Il n’existe que 3 sentiers ouverts aux publics actuellement. Avec notre guide, nous avons commençaient la randonnée par la traversée d’un pont en bois sans pilier au milieu qui bougeait de partout, pour ceux qui connaissent le bois de Bellême, il y avait un pont comme celui-ci le temps de ma jeunesse, soupir…les 30 ans arrive! Il faut donc traverser ce pont et quelques kilomètres plus loin traverser une rivière.

Paysage magnifique.

Apres ces obstacles, le parc est pour vous. Les fougères y sont magnifiques. Vous pouvez voir une espèce d’arbre faisant des feuilles ou les révolutionnaires pouvaient écrire dessus. En effet, comme vous le savez maintenant, une partie de la révolution s’est joué ici dans les forets Cubaines. Or les révolutionnaires prenaient les feuilles d’un arbre que l’on retrouve dans ce parc et à l’aide de petite pierre ou de branche, pouvaient écrire un code. Il y a aussi des centaines d’oiseaux, dont l’oiseau le plus petit au monde qui se trouve ici, aussi petit qu’un ongle d’un doigt!

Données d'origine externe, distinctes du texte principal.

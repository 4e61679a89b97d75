//! Deterministic simulation module
//!
//! All gameplay logic lives here. This module must be pure and deterministic:
//! - Fixed timestep only
//! - Seeded RNG only
//! - Stable iteration order (spawn order)
//! - No rendering or platform dependencies

pub mod collision;
pub mod motion;
pub mod spawn;
pub mod state;
pub mod tick;

pub use collision::{Aabb, BulletHit, asteroid_bounds, bullet_bounds, find_bullet_hits, first_ship_hit, ship_bounds};
pub use motion::{advance_asteroid, advance_bullet, advance_ship, steer_ship, wrap_point, wrap_point_with_margin};
pub use spawn::{roll_asteroid, ship_spawn_box};
pub use state::{Asteroid, Bullet, GameEvent, GamePhase, GameState, Ship};
pub use tick::{TickInput, tick};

La visite m’a énormément plus, cela m’a fait du bien de me retrouver en pleine nature, après plusieurs jours entre ville et mer. J’ai pu également boire et manger une noix de coco qui venait de se faire couper de son arbre. Au passage, la noix de coco sert à Cuba : aux touristes bien sur, à l’économie (exportation) mais aussi à la nourriture pour cochon et à faire de l’huile. Les cubains boivent également énormément le liquide dans la noix de coco, car elle est réputé très bonne contre toute maladie des reins.
Si j’ai donc énormément aimé ce périple dans ce parc, je commence à m’interroger sur les guides du genre, Routard et Lonely Planet qui nous expliquent que la meilleure période pour aller à Cuba est « mars-avril » ou « novembre-décembre ». La dernière citée est celle ou j’ai un gros doute. En effet, pour le parc c’est la pire des périodes. Car la période de reproduction des animaux à lieu qu’en mars et avril et les fleurs se développent qu’en juin-juillet. Qui plus est les cubains ne vont pas à la plage car pour eux il fait vraiment trop froid actuellement, même si il fait quand même 30°c. La réflexion est posée: Novembre-Décembre pour visiter Cuba erreur ou pas? Si vous venez pour les parcs la réponse est toute trouvé, c’est OUI!, préférez alors avril, juin!